From its beginning in 2021, the church’s Synod on Synodality has raised a question: where is this worldwide process of listening to the people of God, especially those on the margins, going?

Panelists at St. Charles Borromeo Seminary probed the question Tuesday night, Aug. 29 in the Cardinal’s Forum with the theme, “Synodality … a style, a mentality, a spirituality, a pastoral model.”

Three panelists represented the endowed chairs of the seminary in areas including moral theology, social communications and sacred music. Each brought perspectives that mirrored tensions and hopes for a renewed missionary spirit in the church that the synod process has revealed.

Their five-minute talks, followed by a question-and-answer session with seminarians in attendance, reflected themes revealed in the comments expressed by people participating in the synod’s listening sessions in the Philadelphia Archdiocese and across North America.

Pope Francis will be joined by bishops, clergy and lay people in October in Rome at the Synod of Bishops to discuss the findings of the worldwide consultations.

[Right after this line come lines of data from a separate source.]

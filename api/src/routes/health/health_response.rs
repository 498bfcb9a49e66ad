use chrono::{DateTime, Utc};
use serde::Serialize;

/// Response of `GET /api/v1/health`.
#[derive(Debug, Serialize)]
pub struct HealthResponse {
    /// "healthy" when every dependency is up, otherwise "degraded".
    pub status: String,
    pub vector_store_status: String,
    pub generation_status: String,
    pub documents_count: u64,
    pub timestamp: DateTime<Utc>,
}
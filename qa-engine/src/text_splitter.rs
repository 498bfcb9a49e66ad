//! Recursive character text splitter for document ingestion.
//!
//! Strategy:
//! - Prefer the largest separator (`"\n\n"` → `"\n"` → `" "`) that keeps
//!   pieces within `chunk_size`; recurse into oversized pieces with the
//!   remaining separators; fall back to character windows as a last resort.
//! - Separators stay attached to the piece they terminate, so the split
//!   pieces concatenate back to the input text exactly.
//! - Pieces are then merged greedily into chunks of at most `chunk_size`
//!   characters, with consecutive chunks sharing up to `chunk_overlap`
//!   trailing characters to preserve context across a cut boundary.
//!
//! The splitter is fully deterministic: same text + same config produces the
//! same ordered chunk sequence on every run.

use std::collections::VecDeque;

use crate::error::QaError;

/// Separator hierarchy, largest first. Character-level splitting is the
/// implicit last level.
const SEPARATORS: [&str; 3] = ["\n\n", "\n", " "];

/// Deterministic chunker with a fixed size/overlap configuration.
#[derive(Clone, Debug)]
pub struct TextSplitter {
    chunk_size: usize,
    chunk_overlap: usize,
}

impl TextSplitter {
    /// Default chunk size (characters) used by the assistant.
    pub const DEFAULT_CHUNK_SIZE: usize = 250;
    /// Default overlap (characters) between consecutive chunks.
    pub const DEFAULT_CHUNK_OVERLAP: usize = 50;

    /// Creates a splitter, validating the configuration.
    ///
    /// # Errors
    /// Returns [`QaError::Config`] when `chunk_size` is zero or the overlap
    /// is not strictly smaller than the chunk size.
    pub fn new(chunk_size: usize, chunk_overlap: usize) -> Result<Self, QaError> {
        if chunk_size == 0 {
            return Err(QaError::Config("chunk_size must be > 0".into()));
        }
        if chunk_overlap >= chunk_size {
            return Err(QaError::Config(format!(
                "chunk_overlap ({chunk_overlap}) must be smaller than chunk_size ({chunk_size})"
            )));
        }
        Ok(Self {
            chunk_size,
            chunk_overlap,
        })
    }

    /// Splitter with the system defaults (250 / 50).
    pub fn with_defaults() -> Self {
        Self {
            chunk_size: Self::DEFAULT_CHUNK_SIZE,
            chunk_overlap: Self::DEFAULT_CHUNK_OVERLAP,
        }
    }

    /// Configured chunk size in characters.
    pub fn chunk_size(&self) -> usize {
        self.chunk_size
    }

    /// Configured overlap in characters.
    pub fn chunk_overlap(&self) -> usize {
        self.chunk_overlap
    }

    /// Splits `text` into overlapping chunks of at most `chunk_size` chars.
    ///
    /// Empty input produces an empty sequence, not an error.
    pub fn split_text(&self, text: &str) -> Vec<String> {
        if text.is_empty() {
            return Vec::new();
        }
        let pieces = self.decompose(text, 0);
        self.merge(pieces)
    }

    /// Recursively breaks `text` into pieces of at most `chunk_size` chars,
    /// preferring the largest separator level that fits.
    fn decompose<'a>(&self, text: &'a str, level: usize) -> Vec<&'a str> {
        if text.chars().count() <= self.chunk_size {
            return vec![text];
        }
        if level >= SEPARATORS.len() {
            return char_pieces(text);
        }

        let mut out = Vec::new();
        for part in split_keep_separator(text, SEPARATORS[level]) {
            if part.chars().count() <= self.chunk_size {
                out.push(part);
            } else {
                out.extend(self.decompose(part, level + 1));
            }
        }
        out
    }

    /// Greedily merges pieces into chunks, carrying up to `chunk_overlap`
    /// trailing characters into the next chunk.
    fn merge(&self, pieces: Vec<&str>) -> Vec<String> {
        let mut chunks: Vec<String> = Vec::new();
        // (piece, char length) pairs forming the current window.
        let mut window: VecDeque<(&str, usize)> = VecDeque::new();
        let mut window_len = 0usize;

        for piece in pieces {
            let piece_len = piece.chars().count();

            if window_len + piece_len > self.chunk_size && !window.is_empty() {
                chunks.push(window.iter().map(|(s, _)| *s).collect());

                // Shrink the window to at most `chunk_overlap` chars, further
                // if the incoming piece still would not fit.
                while window_len > self.chunk_overlap
                    || (window_len + piece_len > self.chunk_size && window_len > 0)
                {
                    match window.pop_front() {
                        Some((_, dropped)) => window_len -= dropped,
                        None => break,
                    }
                }
            }

            window.push_back((piece, piece_len));
            window_len += piece_len;
        }

        if !window.is_empty() {
            chunks.push(window.iter().map(|(s, _)| *s).collect());
        }
        chunks
    }
}

/// Splits `text` by `sep`, keeping the separator attached to the piece it
/// terminates. Concatenating the pieces reproduces `text` exactly.
fn split_keep_separator<'a>(text: &'a str, sep: &str) -> Vec<&'a str> {
    let mut out = Vec::new();
    let mut start = 0;
    for (pos, m) in text.match_indices(sep) {
        let end = pos + m.len();
        out.push(&text[start..end]);
        start = end;
    }
    if start < text.len() {
        out.push(&text[start..]);
    }
    out
}

/// Last-resort decomposition: one piece per character, so the merge step can
/// realize exact character-level windows and overlaps.
fn char_pieces(text: &str) -> Vec<&str> {
    let mut out = Vec::with_capacity(text.len());
    let mut iter = text.char_indices().peekable();
    while let Some((start, _)) = iter.next() {
        let end = iter.peek().map(|(i, _)| *i).unwrap_or(text.len());
        out.push(&text[start..end]);
    }
    out
}

#[cfg(test)]
mod tests {
    use super::*;

    /// Rebuilds the original text by stripping the shared overlap between
    /// consecutive chunks (longest suffix/prefix match bounded by `overlap`).
    fn reconstruct(chunks: &[String], overlap: usize) -> String {
        let mut out = String::new();
        for (i, chunk) in chunks.iter().enumerate() {
            if i == 0 {
                out.push_str(chunk);
                continue;
            }
            let max_k = overlap.min(chunk.chars().count());
            for k in (0..=max_k).rev() {
                let prefix: String = chunk.chars().take(k).collect();
                if out.ends_with(&prefix) {
                    out.extend(chunk.chars().skip(k));
                    break;
                }
            }
        }
        out
    }

    #[test]
    fn empty_input_yields_no_chunks() {
        let splitter = TextSplitter::with_defaults();
        assert!(splitter.split_text("").is_empty());
    }

    #[test]
    fn short_input_is_a_single_chunk() {
        let splitter = TextSplitter::with_defaults();
        let chunks = splitter.split_text("Winter term starts in January.");
        assert_eq!(chunks, vec!["Winter term starts in January.".to_string()]);
    }

    #[test]
    fn rejects_invalid_configuration() {
        assert!(TextSplitter::new(0, 0).is_err());
        assert!(TextSplitter::new(100, 100).is_err());
        assert!(TextSplitter::new(100, 250).is_err());
        assert!(TextSplitter::new(100, 20).is_ok());
    }

    #[test]
    fn no_chunk_exceeds_chunk_size() {
        let text = "Enrollment opens on the first Monday of the month.\n\n\
                    Bring your student card and a filled application form to room 214. \
                    The office is open from nine to five on weekdays, and closed on \
                    public holidays.\nLate applications require the dean's signature.\n\n\
                    Scholarship requests follow a separate procedure described on the \
                    faculty notice board next to the registrar.";
        for (size, overlap) in [(40, 10), (80, 20), (250, 50), (25, 0)] {
            let splitter = TextSplitter::new(size, overlap).unwrap();
            for chunk in splitter.split_text(text) {
                assert!(
                    chunk.chars().count() <= size,
                    "chunk of {} chars exceeds size {}",
                    chunk.chars().count(),
                    size
                );
            }
        }
    }

    #[test]
    fn splitting_is_deterministic() {
        let text = "The library is open until midnight during the exam period. \
                    Group study rooms can be booked two weeks in advance.";
        let splitter = TextSplitter::new(60, 15).unwrap();
        assert_eq!(splitter.split_text(text), splitter.split_text(text));
    }

    #[test]
    fn overlap_stripping_reconstructs_the_original() {
        let text = "Dormitory fees are due by the fifth day of each month.\n\
                    Payments made later incur a small surcharge detailed in the \
                    housing contract.\n\nQuiet hours run from ten in the evening \
                    until seven in the morning on weekdays.";
        for (size, overlap) in [(50, 10), (70, 25), (30, 5)] {
            let splitter = TextSplitter::new(size, overlap).unwrap();
            let chunks = splitter.split_text(text);
            assert!(chunks.len() > 1, "expected multiple chunks for size {size}");
            assert_eq!(reconstruct(&chunks, overlap), text);
        }
    }

    #[test]
    fn unbroken_text_falls_back_to_character_windows() {
        let text = "A".repeat(1000);
        let splitter = TextSplitter::with_defaults();
        let chunks = splitter.split_text(&text);

        // stride = 250 - 50 = 200 → windows at 0, 200, 400, 600, 800.
        assert_eq!(chunks.len(), 5);
        for chunk in &chunks[..4] {
            assert_eq!(chunk.chars().count(), 250);
        }
        assert_eq!(chunks[4].chars().count(), 200);
        assert_eq!(reconstruct(&chunks, 50), text);
    }

    #[test]
    fn consecutive_chunks_share_overlap() {
        let text = "B".repeat(600);
        let splitter = TextSplitter::with_defaults();
        let chunks = splitter.split_text(&text);
        for pair in chunks.windows(2) {
            let tail: String = pair[0].chars().skip(pair[0].chars().count() - 50).collect();
            assert!(pair[1].starts_with(&tail));
        }
    }

    #[test]
    fn paragraph_breaks_are_preferred_cut_points() {
        let text = "First paragraph about deadlines.\n\nSecond paragraph about fees.";
        let splitter = TextSplitter::new(40, 0).unwrap();
        let chunks = splitter.split_text(text);
        assert_eq!(chunks.len(), 2);
        assert_eq!(chunks[0], "First paragraph about deadlines.\n\n");
        assert_eq!(chunks[1], "Second paragraph about fees.");
    }
}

Dr. John Haas, the seminary’s Cardinal Krol Chair of Moral Theology, began with a blistering critique of the global synod’s working document (Instrumentum Laboris). Referring to the document as “tendentious, tedious and painfully vague,” he said it uses a circular argument to define the synod as synodality.

Haas noted that the working document says the “synodal church is a listening church,” but he said he found the reference “to be most troubling. I cannot help wondering to whom is the church listening, and to what end, and what is being said?”

The document pointed out that the church traditionally has assisted people in need, such as refugees or victims of disaster, through its charitable agencies. But the document, he said, “makes an unfortunate shift” from a call to assist those in need to “a call to embrace even those who may have excluded themselves by their own actions.”

The document lists those to be included as remarried divorcees, those in polygamous marriages, and LGBTQ+ people. 

Haas said he was “dismayed” to read in a church document the acronym referring to people identifying themselves as lesbian, gay, bisexual, transexual, queer and “whatever other sexual aberration individuals might seek to engage in.” 

He called for a reliance on divine revelation in order to interpret the reflections gathered in the synod process and to deal with issues such as the exclusion of persons, clericalism and ambiguity in teaching.

Haas also bemoaned the lack of a stated end or goal for the synod. “The end makes any act possible,” he said. “What is the end of the listening and the journeying?”

Oblate Father Thomas Dailey, the Cardinal Foley Chair of Homiletics and Social Communications, in his talk and in answer to questions following, suggested there may be no end goal of the synod. The voyage itself, not its destination, may be the will of God for the church at this time.

Father Dailey proposed the image of the Barque of Peter, a 14th-century artwork that depicts the Christian Church as a large boat with St. Peter at the helm, its deck crowded with disciples from every walk of life, rowing together on their earthly journey toward Christ, impelled by the power of the wind, symbolizing the Holy Spirit.

The Church “requires that we be on board, that we learn to talk with and listen to each other, so that we can navigate together according to God’s way and reach our final destination without capsizing. It may be a challenge, but we cannot willingly let anyone fall overboard.”

A diversity of voices has emerged in the church through participation in the synod, but the call to unity remains an ever-present though difficult reality, Father Dailey suggested.

He referred to his religious order’s 17-century founder, St. Francis de Sales, in explaining the tension between diversity of peoples and their unity.

“(In the) divine providence, it is not our differences that define us, but our unity as believers and disciples,” Father Dailey said.

The lesson from St. Francis is that in “unidiversity” – which the saint described as uniqueness along with diversity, diversity along with unity – “lies spiritual beauty,” Father Dailey said.

Because beauty matters, “our challenge and task is to see it and seek it, work together as we row toward it, and learn to appreciate and embrace it, so that we can communicate God’s beauty in our own lives and in our vocations in a synodal Church,” he said.

Dr. Nathan Knutson, the Louise Francesco Chair in Sacred Music, picked up the theme of beauty since he is a specialist in sacred art in the liturgy of the church. He emphasized the missionary thrust of the synod and broadly of the church today.

Principles – meaning church teaching and liturgical practices that have stood the test of time – must be placed ahead of passing cultural preferences if the church is to pass on the faith to succeeding generations.

“Pope Francis has called us to do as missionary disciples of Christ: to look at the church from other viewpoints, to learn, but then to act in truth and to open our hearts toward a heavenly vision rather than simply a worldly one,” Knutson said.